AWEA declined to discuss the wind farm siting issue and state energy policy, except for providing an emailed statement from Jeff Danielson, the group’s central region director.
“Common sense permitting and reasonable business taxes means Kansas will compete favorably with other midwestern states” for wind and solar investment, Danielson said.
He added that “establishing an independent energy office with a focus on economic development, to include energy planning, policy development and stakeholder outreach, would be a great step towards that goal.”
Democratic Kansas Gov. Laura Kelly in January issued an executive order to move the state energy office out from under the Kansas Corporation Commission, which regulates utilities. But the GOP-controlled Legislature later blocked the move.
Privately, however, some renewable energy advocates worry some more conservative legislators could try to push wind siting restrictions or a measure to strip wind farms of 10-year property tax exemptions.
Big spenders
Thompson tops the list of lawmakers the wind industry is worried about.
In all, American Energy Action reported $121,000 of “in-kind” spending on the Kansas Senate District 10 race for mailers, digital ads and text messages. That represents more than half of the $211,000 total sum spent during the three-month reporting cycle. The wind industry PAC was outspent only by the powerful Kansas Chamber of Commerce and Koch-funded Americans for Prosperity, both of which spent thousands to support Thompson.

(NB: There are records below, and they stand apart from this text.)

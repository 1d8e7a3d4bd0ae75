//! Spaced repetition scheduling for learned vocabulary
//!
//! This module provides:
//! - Vocabulary items and deterministic word ids
//! - SM-2 grade transitions
//! - Due-item selection and pinned review sessions

pub mod algorithm;
pub mod errors;
pub mod models;
pub mod selection;

pub use algorithm::{
    calculate_next_review, calculate_next_review_at, create_vocab_item, create_vocab_item_at,
    format_interval, vocabulary_id,
};
pub use errors::SrsError;
pub use models::*;
pub use selection::{due_items, select_review_batch, ReviewSession};
//! Storage operations for learner progress
//!
//! Directory structure:
//! ```text
//! {data-dir}/
//! ├── state.json    # ProgressState: profile, courses, vocabulary ledgers
//! └── state.lock    # advisory lock held for each read-modify-write
//! ```
//!
//! One data directory holds one learner. Every write holds the store mutex
//! and an exclusive lock on `state.lock` from load to rename, so writers in
//! other threads or processes queue up instead of overwriting each other.
//! [`ProgressStorage::save_progress`] additionally rejects views read before
//! the last save.

use std::fs::{self, File, OpenOptions};
use std::io::Write;
use std::path::{Path, PathBuf};
use std::sync::{Mutex, MutexGuard};

use chrono::{DateTime, Utc};
use fs4::fs_std::FileExt;
use tempfile::NamedTempFile;
use thiserror::Error;

use crate::srs::{ReviewOutcome, ReviewSession, SrsError};

use super::lesson::{complete_review, LessonPolicy};
use super::models::{CourseData, GlobalProfile, ProgressState, UserProgress};

#[derive(Error, Debug)]
pub enum ProgressStorageError {
    #[error("IO error: {0}")]
    Io(#[from] std::io::Error),

    #[error("JSON error: {0}")]
    Json(#[from] serde_json::Error),

    #[error(transparent)]
    Srs(#[from] SrsError),

    #[error("Data directory not found")]
    DataDirNotFound,

    #[error("No active course. Select one first.")]
    NoActiveCourse,

    #[error("Course not found: {0}")]
    CourseNotFound(String),

    #[error("Progress was modified concurrently (expected revision {expected}, found {found})")]
    RevisionConflict { expected: u64, found: u64 },

    #[error("No review session in progress")]
    NoPendingReview,

    #[error("A review session is already in progress")]
    ReviewAlreadyPending,

    #[error("Progress lock poisoned")]
    LockPoisoned,
}

pub type Result<T> = std::result::Result<T, ProgressStorageError>;

/// Held for the duration of one read-modify-write
struct WriteGuard<'a> {
    _mutex: MutexGuard<'a, ()>,
    /// Dropping the handle releases the file lock
    _lock_file: File,
}

/// File-backed store for one learner's progress
pub struct ProgressStorage {
    base_path: PathBuf,
    /// Profile used when no state file exists yet
    default_profile: GlobalProfile,
    write_lock: Mutex<()>,
}

impl ProgressStorage {
    pub fn new(base_path: PathBuf) -> Self {
        Self {
            base_path,
            default_profile: GlobalProfile::default(),
            write_lock: Mutex::new(()),
        }
    }

    pub fn with_default_profile(mut self, profile: GlobalProfile) -> Self {
        self.default_profile = profile;
        self
    }

    /// Get the default data directory
    pub fn default_data_dir() -> Result<PathBuf> {
        dirs::data_local_dir()
            .map(|p| p.join("linguaverse"))
            .ok_or(ProgressStorageError::DataDirNotFound)
    }

    pub fn base_path(&self) -> &Path {
        &self.base_path
    }

    fn state_path(&self) -> PathBuf {
        self.base_path.join("state.json")
    }

    fn lock_path(&self) -> PathBuf {
        self.base_path.join("state.lock")
    }

    /// Take the store mutex, then the exclusive file lock
    fn lock_for_write(&self) -> Result<WriteGuard<'_>> {
        let mutex = self
            .write_lock
            .lock()
            .map_err(|_| ProgressStorageError::LockPoisoned)?;

        self.init()?;
        let lock_file = OpenOptions::new()
            .create(true)
            .truncate(false)
            .write(true)
            .open(self.lock_path())?;
        FileExt::lock_exclusive(&lock_file)?;

        Ok(WriteGuard {
            _mutex: mutex,
            _lock_file: lock_file,
        })
    }

    /// Initialize storage directories
    pub fn init(&self) -> Result<()> {
        fs::create_dir_all(&self.base_path)?;
        Ok(())
    }

    // ==================== State Operations ====================

    /// Load the full state. A missing file is an empty state; a corrupt one
    /// is an error so the ledger is never overwritten by accident.
    pub fn load_state(&self) -> Result<ProgressState> {
        let path = self.state_path();
        if !path.exists() {
            return Ok(ProgressState {
                global: self.default_profile.clone(),
                ..ProgressState::default()
            });
        }

        let content = fs::read_to_string(&path)?;
        let state: ProgressState = serde_json::from_str(&content).map_err(|e| {
            log::error!("Failed to parse progress state {:?}: {}", path, e);
            e
        })?;
        log::debug!("Loaded progress state revision {}", state.revision);
        Ok(state)
    }

    /// Atomic write: a uniquely named temp file in the data dir, then rename.
    /// Callers must hold the write lock.
    fn save_state(&self, state: &ProgressState) -> Result<()> {
        self.init()?;
        let mut tmp = NamedTempFile::new_in(&self.base_path)?;
        tmp.write_all(serde_json::to_string_pretty(state)?.as_bytes())?;
        tmp.as_file().sync_all()?;
        tmp.persist(self.state_path()).map_err(|e| e.error)?;
        log::debug!("Saved progress state revision {}", state.revision);
        Ok(())
    }

    // ==================== Progress Operations ====================

    /// Progress for the active course, or `None` when no course is selected
    pub fn get_progress(&self) -> Result<Option<UserProgress>> {
        Ok(self.load_state()?.progress())
    }

    /// Progress for the active course, failing when none is selected
    pub fn require_progress(&self) -> Result<UserProgress> {
        self.get_progress()?
            .ok_or(ProgressStorageError::NoActiveCourse)
    }

    /// Persist a progress view read earlier
    ///
    /// Fails with `RevisionConflict` if the state was saved since `progress`
    /// was read. Returns the progress at its new revision.
    pub fn save_progress(&self, progress: &UserProgress) -> Result<UserProgress> {
        let _guard = self.lock_for_write()?;
        self.save_progress_locked(progress)
    }

    fn save_progress_locked(&self, progress: &UserProgress) -> Result<UserProgress> {
        let mut state = self.load_state()?;
        if state.revision != progress.revision {
            log::warn!(
                "Rejecting stale progress: read at revision {}, stored revision {}",
                progress.revision,
                state.revision
            );
            return Err(ProgressStorageError::RevisionConflict {
                expected: progress.revision,
                found: state.revision,
            });
        }

        state.apply_progress(progress);
        state.revision += 1;
        self.save_state(&state)?;

        Ok(UserProgress {
            revision: state.revision,
            ..progress.clone()
        })
    }

    /// Read-modify-write the active course under the store lock
    pub fn update_progress<F>(&self, update: F) -> Result<UserProgress>
    where
        F: FnOnce(&UserProgress) -> Result<UserProgress>,
    {
        let _guard = self.lock_for_write()?;

        let current = self
            .load_state()?
            .progress()
            .ok_or(ProgressStorageError::NoActiveCourse)?;
        let updated = update(&current)?;
        self.save_progress_locked(&UserProgress {
            revision: current.revision,
            ..updated
        })
    }

    // ==================== Course Operations ====================

    /// Create a course if needed and make it active
    pub fn init_course(&self, course_id: &str) -> Result<UserProgress> {
        let _guard = self.lock_for_write()?;

        let mut state = self.load_state()?;
        if !state.courses.contains_key(course_id) {
            state
                .courses
                .insert(course_id.to_string(), CourseData::default());
            log::info!("Initialized course {}", course_id);
        }
        state.active_course_id = Some(course_id.to_string());
        state.revision += 1;
        self.save_state(&state)?;

        state
            .progress()
            .ok_or_else(|| ProgressStorageError::CourseNotFound(course_id.to_string()))
    }

    /// Ids of every course the learner has started
    pub fn available_courses(&self) -> Result<Vec<String>> {
        Ok(self.load_state()?.courses.into_keys().collect())
    }

    // ==================== Review Operations ====================

    /// Pin a review batch on the active course
    ///
    /// Returns `None` when the ledger is empty.
    pub fn begin_review(&self, limit: usize, now: DateTime<Utc>) -> Result<Option<ReviewSession>> {
        let mut session = None;
        self.update_progress(|progress| {
            if progress.pending_review.is_some() {
                return Err(ProgressStorageError::ReviewAlreadyPending);
            }
            session = ReviewSession::begin(
                &progress.current_course_id,
                &progress.vocabulary,
                limit,
                now,
            );
            Ok(UserProgress {
                pending_review: session.clone(),
                ..progress.clone()
            })
        })?;

        if let Some(s) = &session {
            log::info!("Started review {} with {} items", s.id, s.item_ids.len());
        }
        Ok(session)
    }

    /// Grade the pinned review batch and clear it
    pub fn finish_review(
        &self,
        outcomes: impl FnOnce(&ReviewSession) -> Vec<ReviewOutcome>,
        xp_earned: u32,
        policy: &LessonPolicy,
        now: DateTime<Utc>,
    ) -> Result<UserProgress> {
        self.update_progress(|progress| {
            let session = progress
                .pending_review
                .as_ref()
                .ok_or(ProgressStorageError::NoPendingReview)?;
            let outcomes = outcomes(session);
            Ok(complete_review(
                progress, session, &outcomes, xp_earned, policy, now,
            )?)
        })
    }

    /// Drop the pinned review batch without grading
    pub fn cancel_review(&self) -> Result<ReviewSession> {
        let mut cancelled = None;
        self.update_progress(|progress| {
            cancelled = progress.pending_review.clone();
            if cancelled.is_none() {
                return Err(ProgressStorageError::NoPendingReview);
            }
            Ok(UserProgress {
                pending_review: None,
                ..progress.clone()
            })
        })?;

        let session = cancelled.ok_or(ProgressStorageError::NoPendingReview)?;
        log::info!("Cancelled review {}", session.id);
        Ok(session)
    }
}
use std::path::{Path, PathBuf};

use anyhow::{Context, Result};

use linguaverse_lib::config::AppConfig;
use linguaverse_lib::progress::{LessonPolicy, ProgressStorage, UserProgress};
use linguaverse_lib::srs::Grade;

/// Shared application state for CLI commands
pub struct App {
    pub config: AppConfig,
    pub storage: ProgressStorage,
}

impl App {
    /// Load config and open the learner's store
    ///
    /// `--data-dir` wins over the config file, which wins over the platform default.
    pub fn new(config_path: Option<&Path>, data_dir: Option<PathBuf>) -> Result<Self> {
        let config_path = match config_path {
            Some(path) => path.to_path_buf(),
            None => AppConfig::default_path().context("Failed to get config directory")?,
        };
        let config = AppConfig::load(&config_path)
            .with_context(|| format!("Failed to load config from {}", config_path.display()))?;

        let data_dir = match data_dir.or_else(|| config.data_dir.clone()) {
            Some(dir) => dir,
            None => ProgressStorage::default_data_dir().context("Failed to get data directory")?,
        };

        let storage = ProgressStorage::new(data_dir).with_default_profile(config.default_profile());
        storage.init().context("Failed to initialize progress storage")?;

        Ok(Self { config, storage })
    }

    /// Progress for the active course
    pub fn progress(&self) -> Result<UserProgress> {
        self.storage
            .require_progress()
            .context("Failed to load progress (run `linguaverse-cli use <course>` first)")
    }

    pub fn lesson_policy(&self) -> Result<LessonPolicy> {
        self.config.lesson_policy().context("Invalid lesson settings")
    }

    pub fn pass_grade(&self) -> Result<Grade> {
        self.config.pass_grade().context("Invalid review settings")
    }
}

The wind industry’s most recent political spending is on top of $180,000 spent this summer on 21 candidates in the Kansas legislative primaries, according to campaign finance filings.
And the in-kind spending amount doesn’t include $6,000 in political contributions to Constance – Thompson’s challenger – from renewable energy giant NextEra, which gave the money in the name of individual wind and solar projects it’s developing in Kansas.
The bulk of the primary spending was directed at moderate Republicans who tried, and mostly failed, to unseat more conservative challengers like Thompson.
Political analysts say the race between Thompson and Constance is a coin flip given the district, which favored President Trump by 4 points in 2016 but has trended more Democratic in recent elections. That includes 2018, when the district helped elect two Democrats – Gov. Kelly and Rep. Sharice Davids.
Statewide, Kansas legislative races have been focused on issues other than renewable energy and climate change – topics rarely raised in campaign ads and debates.
“It’s a non-issue,” said Michael Smith, a political science professor at Emporia State University. “We’re too busy fighting about abortion and mask mandates and Medicaid expansion.”
But renewable energy and climate were topics frequently raised by Constance last month during an online candidate forum.
Constance is a teacher and City Council member in Shawnee, a Kansas City suburb. She’s also the co-founder of Climate Action KC, an area climate advocacy group.
In an interview, Constance said renewable energy expansion in Kansas is an issue that voters in the district, especially younger voters, have embraced because they see an urgent need to address climate change, which is already taking a toll on the state and its economy.
“For voters under 40, many of them have [climate] as their top issue,” Constance said, adding that Kansas can realize economic benefits – new jobs and tax revenue – by encouraging renewable energy development as a climate solution.
“Renewable energy is such a huge opportunity,” she said.